▶ [What you have to do]
Search the records for the string "gave", then copy each line that has it.
*** Material for this exercise Section Begins ***
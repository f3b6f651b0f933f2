//! The worker: bridges the job queue and the orchestrator.
//!
//! Workers relay milestone progress to the task's real-time channel,
//! persist the final status with the full result payload, and — the one
//! deliberate exception to "never throw" — let infrastructure errors
//! escape so the queue's retry/backoff machinery engages.

use std::sync::Arc;

use anyhow::{Context, Result};
use async_trait::async_trait;

use crate::events::TaskEvent;
use crate::external::{RealtimeChannel, SourceControl, TaskStore};
use crate::orchestrator::{ExecuteOptions, Milestone, Orchestrator, ProgressHook};
use crate::queue::job::{Job, JobKind};
use crate::queue::queue::{JobHandler, JobOutcome};
use crate::task::TaskStatus;

/// Relays orchestration milestones to the task-scoped channel as
/// fractional progress.
struct ChannelProgress {
    channel: Arc<dyn RealtimeChannel>,
}

impl ProgressHook for ChannelProgress {
    fn on_milestone(&self, task_id: &str, milestone: Milestone) {
        self.channel.to_task(
            task_id,
            TaskEvent::Progress {
                task_id: task_id.to_string(),
                percent: milestone.percent(),
                milestone: milestone.as_str().to_string(),
            },
        );
    }
}

pub struct Worker {
    orchestrator: Arc<Orchestrator>,
    store: Arc<dyn TaskStore>,
    channel: Arc<dyn RealtimeChannel>,
    scm: Arc<dyn SourceControl>,
}

impl Worker {
    pub fn new(
        orchestrator: Arc<Orchestrator>,
        store: Arc<dyn TaskStore>,
        channel: Arc<dyn RealtimeChannel>,
        scm: Arc<dyn SourceControl>,
    ) -> Self {
        Self {
            orchestrator,
            store,
            channel,
            scm,
        }
    }

    async fn handle_orchestrate(&self, job: &Job) -> Result<JobOutcome> {
        let options = ExecuteOptions::new(&job.payload.workspace)
            .with_approval_mode(job.payload.approval_mode)
            .with_progress(Arc::new(ChannelProgress {
                channel: Arc::clone(&self.channel),
            }));

        // Infrastructure faults propagate out of `execute` and re-throw
        // from here; domain failures come back inside the result.
        let result = self
            .orchestrator
            .execute(&job.id, &job.payload.pipeline, options)
            .await?;

        // Persist the full result payload under the status the
        // orchestrator decided (it may have moved the task to cancelled).
        let status = match self.store.find_task(&job.id).await? {
            Some(task) if task.status.is_terminal() => task.status,
            _ => {
                if result.success {
                    TaskStatus::Completed
                } else {
                    TaskStatus::Failed
                }
            }
        };
        let payload =
            serde_json::to_value(&result).context("Failed to serialize orchestration result")?;
        self.store
            .update_status(&job.id, status, Some(payload), result.error.clone())
            .await?;

        if result.success && job.payload.open_pr {
            return Ok(JobOutcome::FollowUp(Job::open_pull_request(
                &job.id,
                job.payload.clone(),
            )));
        }
        Ok(JobOutcome::Done)
    }

    async fn handle_open_pull_request(&self, job: &Job) -> Result<JobOutcome> {
        let task = self
            .store
            .find_task(&job.id)
            .await?
            .with_context(|| format!("Task not found: {}", job.id))?;

        let pr = self
            .scm
            .open_pull_request(&job.payload.workspace, &task.title, &task.description)
            .await?;

        self.channel.to_task(
            &job.id,
            TaskEvent::Progress {
                task_id: job.id.clone(),
                percent: Milestone::PrCreated.percent(),
                milestone: Milestone::PrCreated.as_str().to_string(),
            },
        );
        self.channel.to_task(
            &job.id,
            TaskEvent::PrCreated {
                task_id: job.id.clone(),
                url: pr.url.clone(),
            },
        );
        tracing::info!(task_id = %job.id, url = %pr.url, "Pull request created");
        Ok(JobOutcome::Done)
    }
}

#[async_trait]
impl JobHandler for Worker {
    async fn handle(&self, job: &Job) -> Result<JobOutcome> {
        match job.kind {
            JobKind::Orchestrate => self.handle_orchestrate(job).await,
            JobKind::OpenPullRequest => self.handle_open_pull_request(job).await,
        }
    }

    async fn on_cancel(&self, task_id: &str) {
        self.orchestrator.cancel(task_id);
    }

    async fn on_dead_letter(&self, job: &Job, error: &str) {
        let message = format!("Job failed after {} retries: {}", job.retries, error);
        if let Err(e) = self
            .store
            .update_status(&job.id, TaskStatus::Failed, None, Some(message.clone()))
            .await
        {
            tracing::warn!(task_id = %job.id, error = %format!("{:#}", e),
                "Failed to persist dead-letter status");
        }
        self.channel.to_task(
            &job.id,
            TaskEvent::JobDeadLettered {
                task_id: job.id.clone(),
                error: message,
            },
        );
    }
}

#[cfg(test)]
mod tests {
    use super::*;
    use std::path::PathBuf;

    use crate::external::{
        InMemoryTaskStore, NullSourceControl, RecordingChannel, ScriptedRuntime, SeverityScanner,
    };
    use crate::phase::Severity;
    use crate::pipeline::default_registry;
    use crate::queue::job::JobPayload;
    use crate::task::Task;

    struct Fixture {
        worker: Worker,
        store: Arc<InMemoryTaskStore>,
        channel: Arc<RecordingChannel>,
        runtime: Arc<ScriptedRuntime>,
    }

    fn fixture() -> Fixture {
        let store = Arc::new(InMemoryTaskStore::new());
        let channel = Arc::new(RecordingChannel::new());
        let runtime = Arc::new(ScriptedRuntime::new());
        let orchestrator = Arc::new(Orchestrator::new(
            Arc::clone(&store) as _,
            Arc::new(default_registry()),
            Arc::clone(&runtime) as _,
            Arc::new(SeverityScanner::new(Severity::High)),
            Arc::clone(&channel) as _,
            Arc::new(NullSourceControl),
        ));
        let worker = Worker::new(
            orchestrator,
            Arc::clone(&store) as _,
            Arc::clone(&channel) as _,
            Arc::new(NullSourceControl),
        );
        Fixture {
            worker,
            store,
            channel,
            runtime,
        }
    }

    #[tokio::test]
    async fn test_orchestrate_job_persists_result_payload() {
        let f = fixture();
        f.store.insert(Task::new("t1", "Add retries", "retry loop"));
        // quick_fix pipeline: Development then Judge.
        f.runtime.push_text("implemented");
        f.runtime.push_text(r#"{"verdict": "approved", "score": 0.9, "issues": []}"#);

        let job = Job::orchestrate("t1", JobPayload::new("quick_fix", "/w"));
        let outcome = f.worker.handle(&job).await.unwrap();
        assert!(matches!(outcome, JobOutcome::Done));

        assert_eq!(f.store.status_of("t1"), Some(TaskStatus::Completed));
        let payload = f.store.result_of("t1").unwrap();
        assert_eq!(payload["success"], serde_json::json!(true));
        assert!(payload["phase_results"]["Judge"]["success"].as_bool().unwrap());
    }

    #[tokio::test]
    async fn test_orchestrate_job_reports_milestones() {
        let f = fixture();
        f.store.insert(Task::new("t1", "x", "y"));
        f.runtime.push_text("implemented");
        f.runtime.push_text(r#"{"verdict": "approved", "score": 1.0, "issues": []}"#);

        let job = Job::orchestrate("t1", JobPayload::new("quick_fix", "/w"));
        f.worker.handle(&job).await.unwrap();

        let percents: Vec<u8> = f
            .channel
            .events_for("t1")
            .into_iter()
            .filter_map(|e| match e {
                TaskEvent::Progress { percent, .. } => Some(percent),
                _ => None,
            })
            .collect();
        assert!(percents.contains(&5));
        assert!(percents.contains(&60));
        assert!(percents.contains(&100));
    }

    #[tokio::test]
    async fn test_successful_open_pr_job_emits_pr_created() {
        let f = fixture();
        f.store.insert(Task::new("t1", "Add retries", "retry loop"));

        let job = Job::open_pull_request("t1", JobPayload::new("quick_fix", "/w"));
        let outcome = f.worker.handle(&job).await.unwrap();
        assert!(matches!(outcome, JobOutcome::Done));

        let events = f.channel.events_for("t1");
        assert!(events.iter().any(|e| matches!(
            e,
            TaskEvent::Progress { percent: 80, .. }
        )));
        assert!(events
            .iter()
            .any(|e| matches!(e, TaskEvent::PrCreated { .. })));
    }

    #[tokio::test]
    async fn test_open_pr_for_missing_task_rethrows() {
        let f = fixture();
        let job = Job::open_pull_request("ghost", JobPayload::new("quick_fix", "/w"));
        assert!(f.worker.handle(&job).await.is_err());
    }

    #[tokio::test]
    async fn test_successful_orchestration_with_open_pr_queues_follow_up() {
        let f = fixture();
        f.store.insert(Task::new("t1", "x", "y"));
        f.runtime.push_text("implemented");
        f.runtime.push_text(r#"{"verdict": "approved", "score": 1.0, "issues": []}"#);

        let job = Job::orchestrate(
            "t1",
            JobPayload::new("quick_fix", "/w").with_open_pr(true),
        );
        let outcome = f.worker.handle(&job).await.unwrap();
        match outcome {
            JobOutcome::FollowUp(next) => {
                assert_eq!(next.kind, JobKind::OpenPullRequest);
                assert_eq!(next.id, "t1");
            }
            JobOutcome::Done => panic!("Expected a follow-up commit-lane job"),
        }
    }

    #[tokio::test]
    async fn test_failed_orchestration_skips_pr_follow_up() {
        let f = fixture();
        f.store.insert(Task::new("t1", "x", "y"));
        // Development fails all three in-process attempts.
        f.runtime.push_err("no");
        f.runtime.push_err("still no");
        f.runtime.push_err("give up");

        let job = Job::orchestrate(
            "t1",
            JobPayload::new("quick_fix", "/w").with_open_pr(true),
        );
        let outcome = f.worker.handle(&job).await.unwrap();
        assert!(matches!(outcome, JobOutcome::Done));
        assert_eq!(f.store.status_of("t1"), Some(TaskStatus::Failed));
    }

    #[tokio::test]
    async fn test_dead_letter_persists_failure_and_broadcasts() {
        let f = fixture();
        f.store.insert(Task::new("t1", "x", "y"));

        let mut job = Job::orchestrate("t1", JobPayload::new("quick_fix", "/w"));
        job.retries = 3;
        f.worker.on_dead_letter(&job, "queue gave up").await;

        assert_eq!(f.store.status_of("t1"), Some(TaskStatus::Failed));
        assert!(f.store.error_of("t1").unwrap().contains("queue gave up"));
        assert!(f
            .channel
            .events_for("t1")
            .iter()
            .any(|e| matches!(e, TaskEvent::JobDeadLettered { .. })));
    }

    #[tokio::test]
    async fn test_workspace_path_reaches_agent_requests() {
        let f = fixture();
        f.store.insert(Task::new("t1", "x", "y"));
        f.runtime.push_text("implemented");
        f.runtime.push_text(r#"{"verdict": "approved", "score": 1.0, "issues": []}"#);

        let job = Job::orchestrate("t1", JobPayload::new("quick_fix", "/work/space-1"));
        f.worker.handle(&job).await.unwrap();

        let requests = f.runtime.requests();
        assert!(!requests.is_empty());
        assert!(requests
            .iter()
            .all(|r| r.workspace == PathBuf::from("/work/space-1")));
    }
}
*** Material for this exercise Section Ends ***
▶ [Reply]
        f.worker.on_dead_letter(&job, "queue gave up").await;
        assert!(f.store.error_of("t1").unwrap().contains("queue gave up"));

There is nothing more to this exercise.